── MATERIAL FOR THE TASK
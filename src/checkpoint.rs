//! Checkpoint manager — tracks which WAL sequences recovery still needs.
//!
//! A checkpoint is a named sequence number. The engine registers one per
//! immutable memtable at rotation (named after the memtable's highest
//! sequence) and removes it once the flushed SSTable is durably published.
//! WAL cleanup may only delete segments whose contents are at or below
//! `min(requested bound, minimum registered checkpoint)` — as long as a
//! checkpoint is registered, the records behind it must stay replayable.

use std::collections::HashMap;
use std::sync::Mutex;

use tracing::debug;

/// Thread-safe named map `name → seq`.
#[derive(Debug, Default)]
pub struct CheckpointManager {
    inner: Mutex<HashMap<String, u64>>,
}

impl CheckpointManager {
    pub fn new() -> Self {
        Self::default()
    }

    /// Registers (or moves) a checkpoint at the given sequence.
    pub fn register(&self, name: &str, seq: u64) {
        let mut map = self.inner.lock().unwrap_or_else(|e| e.into_inner());
        debug!(name, seq, "checkpoint registered");
        map.insert(name.to_string(), seq);
    }

    /// Removes a checkpoint. Removing an unknown name is a no-op.
    pub fn remove(&self, name: &str) {
        let mut map = self.inner.lock().unwrap_or_else(|e| e.into_inner());
        if map.remove(name).is_some() {
            debug!(name, "checkpoint removed");
        }
    }

    /// The lowest registered sequence, or `None` when no checkpoint exists.
    pub fn min_seq(&self) -> Option<u64> {
        let map = self.inner.lock().unwrap_or_else(|e| e.into_inner());
        map.values().copied().min()
    }

    /// Number of registered checkpoints.
    pub fn len(&self) -> usize {
        let map = self.inner.lock().unwrap_or_else(|e| e.into_inner());
        map.len()
    }

    pub fn is_empty(&self) -> bool {
        self.len() == 0
    }

    /// Clamps a requested cleanup bound by the registered checkpoints:
    /// nothing above the minimum checkpoint may be reclaimed.
    pub fn clamp(&self, requested: u64) -> u64 {
        match self.min_seq() {
            Some(min) => requested.min(min),
            None => requested,
        }
    }
}

#[cfg(test)]
mod tests {
    use super::*;

    #[test]
    fn register_and_min() {
        let checkpoints = CheckpointManager::new();
        assert_eq!(checkpoints.min_seq(), None);

        checkpoints.register("memtable-10", 10);
        checkpoints.register("memtable-4", 4);
        checkpoints.register("memtable-25", 25);
        assert_eq!(checkpoints.min_seq(), Some(4));
        assert_eq!(checkpoints.len(), 3);
    }

    #[test]
    fn remove_advances_min() {
        let checkpoints = CheckpointManager::new();
        checkpoints.register("a", 4);
        checkpoints.register("b", 10);

        checkpoints.remove("a");
        assert_eq!(checkpoints.min_seq(), Some(10));

        checkpoints.remove("b");
        assert_eq!(checkpoints.min_seq(), None);
        assert!(checkpoints.is_empty());
    }

    #[test]
    fn clamp_respects_min_checkpoint() {
        let checkpoints = CheckpointManager::new();
        assert_eq!(checkpoints.clamp(100), 100);

        checkpoints.register("pending", 40);
        assert_eq!(checkpoints.clamp(100), 40);
        assert_eq!(checkpoints.clamp(7), 7);
    }

    #[test]
    fn reregistering_moves_the_checkpoint() {
        let checkpoints = CheckpointManager::new();
        checkpoints.register("x", 5);
        checkpoints.register("x", 50);
        assert_eq!(checkpoints.min_seq(), Some(50));
        assert_eq!(checkpoints.len(), 1);
    }
}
────
> _THE PROBLEM_
All the records, as written, must be given again.

> _ANSWER TO THE PROBLEM_
filename src/checkpoint.rs
//! Checkpoint manager — tracks which WAL sequences recovery still needs.
//!
//! A checkpoint is a named sequence number. The engine registers one per
//! immutable memtable at rotation (named after the memtable's highest
//! sequence) and removes it once the flushed SSTable is durably published.
//! WAL cleanup may only delete segments whose contents are at or below
//! `min(requested bound, minimum registered checkpoint)` — as long as a
//! checkpoint is registered, the records behind it must stay replayable.

use std::collections::HashMap;
use std::sync::Mutex;

use tracing::debug;

/// Thread-safe named map `name → seq`.
#[derive(Debug, Default)]
pub struct CheckpointManager {
    inner: Mutex<HashMap<String, u64>>,
}

impl CheckpointManager {
    pub fn new() -> Self {
        Self::default()
    }

    /// Registers (or moves) a checkpoint at the given sequence.
    pub fn register(&self, name: &str, seq: u64) {
        let mut map = self.inner.lock().unwrap_or_else(|e| e.into_inner());
        debug!(name, seq, "checkpoint registered");
        map.insert(name.to_string(), seq);
    }

    /// Removes a checkpoint. Removing an unknown name is a no-op.
    pub fn remove(&self, name: &str) {
        let mut map = self.inner.lock().unwrap_or_else(|e| e.into_inner());
        if map.remove(name).is_some() {
            debug!(name, "checkpoint removed");
        }
    }

    /// The lowest registered sequence, or `None` when no checkpoint exists.
    pub fn min_seq(&self) -> Option<u64> {
        let map = self.inner.lock().unwrap_or_else(|e| e.into_inner());
        map.values().copied().min()
    }

    /// Number of registered checkpoints.
    pub fn len(&self) -> usize {
        let map = self.inner.lock().unwrap_or_else(|e| e.into_inner());
        map.len()
    }

    pub fn is_empty(&self) -> bool {
        self.len() == 0
    }

    /// Clamps a requested cleanup bound by the registered checkpoints:
    /// nothing above the minimum checkpoint may be reclaimed.
    pub fn clamp(&self, requested: u64) -> u64 {
        match self.min_seq() {
            Some(min) => requested.min(min),
            None => requested,
        }
    }
}

#[cfg(test)]
mod tests {
    use super::*;

    #[test]
    fn register_and_min() {
        let checkpoints = CheckpointManager::new();
        assert_eq!(checkpoints.min_seq(), None);

        checkpoints.register("memtable-10", 10);
        checkpoints.register("memtable-4", 4);
        checkpoints.register("memtable-25", 25);
        assert_eq!(checkpoints.min_seq(), Some(4));
        assert_eq!(checkpoints.len(), 3);
    }

    #[test]
    fn remove_advances_min() {
        let checkpoints = CheckpointManager::new();
        checkpoints.register("a", 4);
        checkpoints.register("b", 10);

        checkpoints.remove("a");
        assert_eq!(checkpoints.min_seq(), Some(10));

        checkpoints.remove("b");
        assert_eq!(checkpoints.min_seq(), None);
        assert!(checkpoints.is_empty());
    }

    #[test]
    fn clamp_respects_min_checkpoint() {
        let checkpoints = CheckpointManager::new();
        assert_eq!(checkpoints.clamp(100), 100);

        checkpoints.register("pending", 40);
        assert_eq!(checkpoints.clamp(100), 40);
        assert_eq!(checkpoints.clamp(7), 7);
    }

    #[test]
    fn reregistering_moves_the_checkpoint() {
        let checkpoints = CheckpointManager::new();
        checkpoints.register("x", 5);
        checkpoints.register("x", 50);
        assert_eq!(checkpoints.min_seq(), Some(50));
        assert_eq!(checkpoints.len(), 1);
    }
}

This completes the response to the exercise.